April 25, 2024

Mining in 2021: profitability, prospects, legislation

Mining in 2021: profitability, prospects, legislation

As soon as the price of Bitcoin falls, prophecies begin to be heard that the mining industry is dying andminers are about to turn off their equipment en masse andwill begin to capitulate. This was the case last March, when the crypto market experienced one of the most powerful crashes in history, and more recently, when the price of Bitcoin dropped below $44,000.

However, after Bitcoin and Ether beatprice highs, no one turned off the mining equipment - on the contrary, it has risen in price several times, but even with inflated prices, it is still not enough for everyone. We figured out how much mining BTC, ETH and popular altcoins now brings and what to expect for players in this sector in 2021.

How did mining develop in 2020?

On May 11, 2020, a halving occurred on the network, duringwhich the reward for the found block was halved - from 12.5 BTC to 6.25 BTC. This event occurs every 210,000 blocks mined or repeats every 4 years. Thus, the creator of Bitcoin, Satoshi Nakamoto, laid down in the network protocol a mechanism for curbing inflation and controlling the emission of new coins.

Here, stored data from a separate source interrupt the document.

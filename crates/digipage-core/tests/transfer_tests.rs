use chrono::NaiveDate;
use digipage_core::*;
use std::collections::BTreeMap;
use std::path::{Path, PathBuf};
use std::sync::Arc;

struct Fixture {
    _dir: tempfile::TempDir,
    books: PathBuf,
    archive: PathBuf,
    log_path: PathBuf,
}

fn fixture(books: &[(&str, usize)]) -> Fixture {
    let dir = tempfile::tempdir().unwrap();
    let books_root = dir.path().join("today");
    let archive = dir.path().join("archive").join("123");
    std::fs::create_dir_all(&books_root).unwrap();
    std::fs::create_dir_all(&archive).unwrap();

    for (name, pages) in books {
        let folder = books_root.join(name);
        std::fs::create_dir_all(&folder).unwrap();
        for i in 1..=*pages {
            std::fs::write(folder.join(format!("{:04}.jpg", i)), b"page").unwrap();
        }
    }

    Fixture {
        log_path: dir.path().join("log.json"),
        _dir: dir,
        books: books_root,
        archive,
    }
}

fn routes(archive: &Path) -> BTreeMap<String, PathBuf> {
    BTreeMap::from([("123".to_string(), archive.to_path_buf())])
}

fn date() -> NaiveDate {
    NaiveDate::from_ymd_opt(2024, 3, 7).unwrap()
}

#[test]
fn test_plan_routes_by_city_code() {
    let fx = fixture(&[("A-123-X", 2), ("B-999-Y", 1), ("NoCode", 1)]);
    std::fs::write(fx.books.join("stray.txt"), b"not a book").unwrap();

    let plan = plan_transfer(&fx.books, &routes(&fx.archive), date()).unwrap();

    assert_eq!(plan.moves.len(), 1);
    let planned = &plan.moves[0];
    assert_eq!(planned.name, "A-123-X");
    assert_eq!(planned.source, fx.books.join("A-123-X"));
    assert_eq!(planned.destination_parent, fx.archive.join("07-03"));
    assert_eq!(planned.destination, fx.archive.join("07-03").join("A-123-X"));

    assert_eq!(plan.warnings.len(), 2);
    assert!(plan.warnings.iter().any(|w| w.contains("999") && w.contains("B-999-Y")));
    assert!(plan.warnings.iter().any(|w| w == "No city code found in: NoCode"));

    // Planning never touches the filesystem
    assert!(fx.books.join("A-123-X").exists());
    assert!(!fx.archive.join("07-03").exists());
}

#[test]
fn test_route_to_missing_directory_is_a_warning() {
    let fx = fixture(&[("A-123-X", 1)]);
    let routes = BTreeMap::from([("123".to_string(), fx.archive.join("does-not-exist"))]);

    let plan = plan_transfer(&fx.books, &routes, date()).unwrap();
    assert!(plan.moves.is_empty());
    assert_eq!(plan.warnings, vec!["Invalid path for city 123: A-123-X".to_string()]);
}

#[test]
fn test_plan_on_missing_root_fails() {
    let fx = fixture(&[]);
    let result = plan_transfer(&fx.books.join("missing"), &routes(&fx.archive), date());
    assert!(matches!(result, Err(StationError::InvalidDirectory(_))));
}

#[tokio::test]
async fn test_execute_moves_and_logs() {
    let fx = fixture(&[("A-123-1", 3), ("B-123-2", 2)]);
    let plan = plan_transfer(&fx.books, &routes(&fx.archive), date()).unwrap();
    let store = Arc::new(JsonLogStore::new(&fx.log_path));

    let summary = execute_transfer(
        plan.moves.clone(),
        store.clone(),
        CancellationToken::new(),
        |_, _| {},
    )
    .await
    .unwrap();

    assert_eq!(
        summary,
        TransferSummary {
            transferred: 2,
            cancelled: false
        }
    );
    for planned in &plan.moves {
        assert!(!planned.source.exists());
        assert!(planned.destination.is_dir());
    }

    let (pages, entries) = store.today().unwrap();
    assert_eq!(pages, 5);
    assert_eq!(entries.len(), 2);
    assert_eq!(entries[0].name, "A-123-1");
    assert_eq!(entries[0].pages, 3);
    assert_eq!(entries[0].path, plan.moves[0].destination);
}

#[tokio::test]
async fn test_cancel_keeps_completed_moves() {
    let fx = fixture(&[("A-123-1", 1), ("B-123-2", 1), ("C-123-3", 1)]);
    let plan = plan_transfer(&fx.books, &routes(&fx.archive), date()).unwrap();
    let store = Arc::new(JsonLogStore::new(&fx.log_path));

    let cancel = CancellationToken::new();
    let trigger = cancel.clone();
    let summary = execute_transfer(plan.moves.clone(), store.clone(), cancel, move |_, _| {
        trigger.cancel();
    })
    .await
    .unwrap();

    assert_eq!(summary.transferred, 1);
    assert!(summary.cancelled);
    assert!(plan.moves[0].destination.exists());
    assert!(plan.moves[1].source.exists());
    assert!(plan.moves[2].source.exists());
    assert_eq!(store.today().unwrap().1.len(), 1);
}

#[tokio::test]
async fn test_existing_destination_aborts_batch() {
    let fx = fixture(&[("A-123-1", 1), ("B-123-2", 1)]);
    let plan = plan_transfer(&fx.books, &routes(&fx.archive), date()).unwrap();
    std::fs::create_dir_all(&plan.moves[1].destination).unwrap();
    let store = Arc::new(JsonLogStore::new(&fx.log_path));

    let result = execute_transfer(
        plan.moves.clone(),
        store.clone(),
        CancellationToken::new(),
        |_, _| {},
    )
    .await;

    assert!(matches!(result, Err(StationError::DestinationExists(_))));
    assert!(plan.moves[0].destination.exists());
    assert!(plan.moves[1].source.exists());
    assert_eq!(store.today().unwrap().1.len(), 1);
}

Since the reward is decreasing, miners are tryingcompensate for losses: they upgrade equipment to more energy-efficient and powerful ones and do not sell mined coins in anticipation of an increase in their rate. For example, a year after the halvings of 2012 and 2016, Bitcoin grew in price several times and reached its then-records.

We are now also seeing impressive growththe cost of the first cryptocurrency and the altcoin market. Over the year, BTC grew by 300%, ETH - by 500%, most of the top coins also added a few X's. All this had a positive effect on the profitability of mining and the profit of miners who maintain the operability of these blockchain networks.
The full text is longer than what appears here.